Sounds interesting (as does most cluster research) but too many things seem to me to fly in the face of this being effective. It could be possible that some other things that were related to this study might be more responsible than the warfarin itself.  
Not sure what other meds they took these three people off of to go onto warfarin, if any. Maybe they had them change something else. Maybe they stayed on their regular meds and the addition of warfarin made a difference. I'd have to see the entire study report to see what other possibilities might pop into this tired brain.
 
1. People that go into the hospital for operations have reported their clusters stopped after the operation. They would not have been operated on if they were on warfarin. They want your blood as "sticky" as possible. (but...maybe it was a blood loss and the transfusion helped??? How "thick" is plasma or whatever they use?)
 
2. Women would probably report less cluster activity or even a cessation, during their menstrual cycles, I think, due to the drop in iron levels?
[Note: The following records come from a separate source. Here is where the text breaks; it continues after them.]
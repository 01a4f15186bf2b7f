//! 📊 report.rs: "so... did it work?" answered with a table.
//!
//! Flush workers each keep a [`FlushSummary`], the supervisor merges them, and the CLI
//! prints the result. One row per collection, plus a line for the chunks that didn't make it.

use std::collections::BTreeMap;
use std::fmt;

use comfy_table::{Cell, CellAlignment, ContentArrangement, Table, presets::UTF8_FULL_CONDENSED};

use crate::common::BufferedChunk;
use crate::pipeline::ChunkReport;

/// 🔢 Per-collection counters.
#[derive(Debug, Clone, Copy, Default, PartialEq, Eq)]
pub struct CollectionTally {
    pub chunks: usize,
    pub inserted: usize,
    pub quarantined: usize,
    pub dropped: usize,
}

/// 📊 Everything a flush run did, by collection.
#[derive(Debug, Clone, Default, PartialEq, Eq)]
pub struct FlushSummary {
    pub collections: BTreeMap<String, CollectionTally>,
    pub failed_chunks: usize,
    pub failed_records: usize,
}

impl FlushSummary {
    pub fn record(&mut self, report: &ChunkReport) {
        let tally = self.collections.entry(report.collection.clone()).or_default();
        tally.chunks += 1;
        tally.inserted += report.inserted;
        tally.quarantined += report.quarantined.len();
        tally.dropped += report.dropped;
    }

    /// 💀 A chunk the sink gave up on. The buffering layer gets to try again.
    pub fn record_failure(&mut self, chunk: &BufferedChunk) {
        self.failed_chunks += 1;
        self.failed_records += chunk.entries;
    }

    pub fn merge(&mut self, other: FlushSummary) {
        for (collection, theirs) in other.collections {
            let ours = self.collections.entry(collection).or_default();
            ours.chunks += theirs.chunks;
            ours.inserted += theirs.inserted;
            ours.quarantined += theirs.quarantined;
            ours.dropped += theirs.dropped;
        }
        self.failed_chunks += other.failed_chunks;
        self.failed_records += other.failed_records;
    }

    pub fn inserted(&self) -> usize {
        self.collections.values().map(|t| t.inserted).sum()
    }

    pub fn quarantined(&self) -> usize {
        self.collections.values().map(|t| t.quarantined).sum()
    }

    pub fn dropped(&self) -> usize {
        self.collections.values().map(|t| t.dropped).sum()
    }

    fn table(&self) -> Table {
        let right = |n: usize| Cell::new(n).set_alignment(CellAlignment::Right);
        let mut table = Table::new();
        table.load_preset(UTF8_FULL_CONDENSED);
        table.set_content_arrangement(ContentArrangement::Dynamic);
        table.set_header(vec!["collection", "chunks", "inserted", "quarantined", "dropped"]);
        for (collection, tally) in &self.collections {
            table.add_row(vec![
                Cell::new(collection),
                right(tally.chunks),
                right(tally.inserted),
                right(tally.quarantined),
                right(tally.dropped),
            ]);
        }
        table.add_row(vec![
            Cell::new("total"),
            right(self.collections.values().map(|t| t.chunks).sum()),
            right(self.inserted()),
            right(self.quarantined()),
            right(self.dropped()),
        ]);
        table
    }
}

impl fmt::Display for FlushSummary {
    fn fmt(&self, f: &mut fmt::Formatter<'_>) -> fmt::Result {
        writeln!(f, "{}", self.table())?;
        if self.failed_chunks > 0 {
            write!(
                f,
                "💀 {} chunk(s) failed ({} record(s)), see the log for why",
                self.failed_chunks, self.failed_records
            )?;
        }
        Ok(())
    }
}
Ladies?
 
3. Do any women here see an increase in cluster activity if/when you go onto iron suppliments? Yes? No?
 
2a/3a. Maybe this explains why women "used" to be far outnumbered by men with clusters? Maybe the reason women are unfortunately catching up, is better diet and suppliments and iron enriched foods/vitamins?
 
4. Many of us, if not all, try to use aspirin at some early stage.....does it help, even at very high doses?
 
5. Many people go on warfarin at somepoint. How many have reported a dramatic decrease in clusters, as this report would suggest? Enough that there wouldn't be a "paucity of data available?"
 
6. Doesn't alcohol thin the blood?
 
7. If this were true, I have a sinking feeling that a similar treatment would have survived over the last couple hundred years........leeches.  
 
You could probably try this at home.....pick up some leeches at the bait shop and put them on your temple at the first sign of an attack. If they don't work you can still use them for walleye fishing Wink
 
Still, I believe that every bit of study into clusters is a good thing and helps lead to answers, and more questions, and more answers.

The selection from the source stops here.